Klaus Menzel stood waiting in the room with the glass partition. The lawyer had on another suit that would have cost Heinrich a month's pay. He stepped up to the grill and said, "I have some good news and some bad news for you. Which do you want first?"
"Give me the good news," Heinrich said at once. "I haven't heard any in so long…"
"All right. Here it is." Menzel told him how the charges against him had come from Erika Dorsch, and how she'd tried to kill herself after she found out she'd got the girls seized along with Heinrich. Menzel added, "You should have just screwed the broad, Gimpel. No matter what your wife did to you afterwards, you wouldn't've landed in this kind of shit. And you'd've had the roll in the hay to remember."
"Heh," Heinrich said in a hollow voice. That had occurred to him, too. He went on, "You say Erika's going to be all right, and that's she's withdrawn these stupid charges." He needed to go on repeating that they were stupid, or the blackshirts were liable to think he believed them. "That's all wonderful! They have to let me out now, don't they?"
Gloomily, Klaus Menzel shook his head. "They don'thave to do a goddamn thing, and you ought to know it by this time. Trouble is, they don't believe this Dorsch item. They figure she's got the hots for you, so she's lying to protect you."
"That's crazy!" Heinrich yelped.
"Tell me about it," Menzel said. "But the way things are now, they aren't about to let you go right this minute. They don't want to look soft." He wrinkled up his nose, as if at a bad smell.
"Is Prutzma
"I don't know anything about politics," his lawyer broke in. "If you're smart, you don't, either." That was undoubtedly good advice. With the guards in the room, with microphones bound to be picking up every word, saying anything bad-or anything at all-about the Reichsfuhrer -SS couldn't be smart.
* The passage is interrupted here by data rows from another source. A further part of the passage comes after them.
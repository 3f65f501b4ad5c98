//! LLM Backend Layer - pluggable providers behind one trait
//!
//! This module provides:
//! - Provider-neutral message types
//! - LlmBackend trait and ProviderError
//! - OpenAI, Anthropic, Gemini and Ollama backends
//! - Provider selection from configuration

pub mod anthropic;
pub mod client;
pub mod gemini;
pub mod ollama;
pub mod openai;
pub mod provider;
pub mod types;

pub use anthropic::AnthropicBackend;
pub use client::{LlmBackend, MockBackend, ProviderError};
pub use gemini::GeminiBackend;
pub use ollama::OllamaBackend;
pub use openai::OpenAiBackend;
pub use provider::{BackendConfig, ProviderKind, build_backend, build_listing_backend};
pub use types::{CompletionRequest, CompletionResponse, Message, ModelInfo, Role, Usage};
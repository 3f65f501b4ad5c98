//! CLI command definitions using clap.
//!
//! Defines the main CLI structure and subcommands:
//! - create: one prompt, one video
//! - chat: a prompt followed by follow-up changes
//! - config: show or change saved settings
//! - list-models: model catalogs per provider

use clap::{Args, Parser, Subcommand};
use std::path::PathBuf;

use manimator::config::Overrides;
use manimator::llm::ProviderKind;
use manimator::render::QualityPreset;

/// Manimator - natural language to mathematical animations
#[derive(Parser, Debug)]
#[command(name = "manimator")]
#[command(author, version, about, long_about = None)]
pub struct Cli {
    /// Optional config file path
    #[arg(short, long, global = true)]
    pub config: Option<PathBuf>,

    /// Show generated code and extra detail
    #[arg(short, long, global = true)]
    pub verbose: bool,

    /// Subcommand to execute
    #[command(subcommand)]
    pub command: Option<Commands>,
}

impl Cli {
    pub fn is_verbose(&self) -> bool {
        self.verbose
    }
}

/// Per-run options shared by `create` and `chat`
#[derive(Args, Debug, Clone, Default)]
pub struct RunArgs {
    /// Render quality: low | medium | high | ultra
    #[arg(short, long)]
    pub quality: Option<QualityPreset>,

    /// LLM provider: openai | anthropic | gemini | ollama
    #[arg(long)]
    pub provider: Option<ProviderKind>,

    /// Model name (overrides the configured model)
    #[arg(long)]
    pub model: Option<String>,

    /// Output directory
    #[arg(short, long)]
    pub output: Option<PathBuf>,

    /// Attempts per request, including the first
    #[arg(short = 'r', long)]
    pub attempts: Option<u32>,

    /// Open the video after rendering
    #[arg(short, long)]
    pub preview: bool,
}

impl RunArgs {
    pub fn overrides(&self, verbose: bool) -> Overrides {
        Overrides {
            provider: self.provider,
            model: self.model.clone(),
            output_dir: self.output.clone(),
            quality: self.quality,
            max_attempts: self.attempts,
            preview: self.preview,
            verbose,
        }
    }
}

/// Settings changed by `manimator config`
#[derive(Args, Debug, Clone, Default)]
pub struct ConfigArgs {
    /// Provider to use by default, and the one `--key` belongs to
    #[arg(long)]
    pub provider: Option<ProviderKind>,

    /// API key for the provider
    #[arg(long)]
    pub key: Option<String>,

    /// Default model
    #[arg(long)]
    pub model: Option<String>,

    /// Default output directory
    #[arg(short, long)]
    pub output: Option<PathBuf>,

    /// Default attempts per request
    #[arg(short = 'r', long)]
    pub attempts: Option<u32>,

    /// Default render quality
    #[arg(short, long)]
    pub quality: Option<QualityPreset>,

    /// Open videos automatically after rendering
    #[arg(long)]
    pub auto_preview: Option<bool>,

    /// Print the current settings
    #[arg(long)]
    pub show: bool,
}

impl ConfigArgs {
    /// True when no setting is being changed
    pub fn is_empty(&self) -> bool {
        self.provider.is_none()
            && self.key.is_none()
            && self.model.is_none()
            && self.output.is_none()
            && self.attempts.is_none()
            && self.quality.is_none()
            && self.auto_preview.is_none()
    }
}

/// Main subcommands
#[derive(Subcommand, Debug)]
pub enum Commands {
    /// Generate an animation from a description
    Create {
        /// Natural-language description of the animation
        description: String,

        #[command(flatten)]
        run: RunArgs,
    },

    /// Describe an animation, then iterate on it with follow-up changes
    Chat {
        #[command(flatten)]
        run: RunArgs,
    },

    /// Show or change saved settings
    Config(ConfigArgs),

    /// List the models each provider offers
    ListModels {
        /// Only this provider
        #[arg(long)]
        provider: Option<ProviderKind>,
    },
}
"Well, what are you doing about everything?" Heinrich demanded. That was a question he could legitimately ask, even here.
"Trying to get them to look at what's right in front of their noses," Menzel answered. "Maybe they will, maybe they won't. They haven't given you a noodle yet, anyhow. That's something, believe me. I don't remember the last time they arrested somebody here they thought was a fullblood, not just some kind of Mischling. Whoever the last bastard was, I bet he didn't come close to lasting as long as you have. So keep your pecker up, and we'll see what happens."
As soon as Menzel turned away from the grill, the Security Police jailers marched Heinrich back to his cell. There he sat, by the world forgot though he couldn't forget the world. They didn't take him out and shoot him or send him to a camp. That was his only consolation. No, he had one other: as long as they didn't do anything to him, they wouldn't do anything to the girls, either.
Three days later, a tall, blond man in the uniform of a Security Police major came to his cell along with the warder. The officer signed some papers on a clipboard and gave them to the warder, who read them, nodded, and opened the door. "He's all yours," he said.
"Good," the officer answered briskly. He pointed a leather-gloved finger at Heinrich. "You're Gimpel?" Heinrich nodded. The major gestured peremptorily. "Come with me."
Gulping, Heinrich came. He'd been here long enough to have learned to fear changes in routine. They were rarely changes for the better. He shuffled around, shoes loose on his feet, one hand holding up his pants. Behind him, the cell door clanged.
His fear grew when the officer took him down unfamiliar corridors. Would they give him the noodle right here, when he least expected it? He braced himself, not that that would do him any good. They left the cells and went into the prison's office block. The blackshirt opened a door. "In here."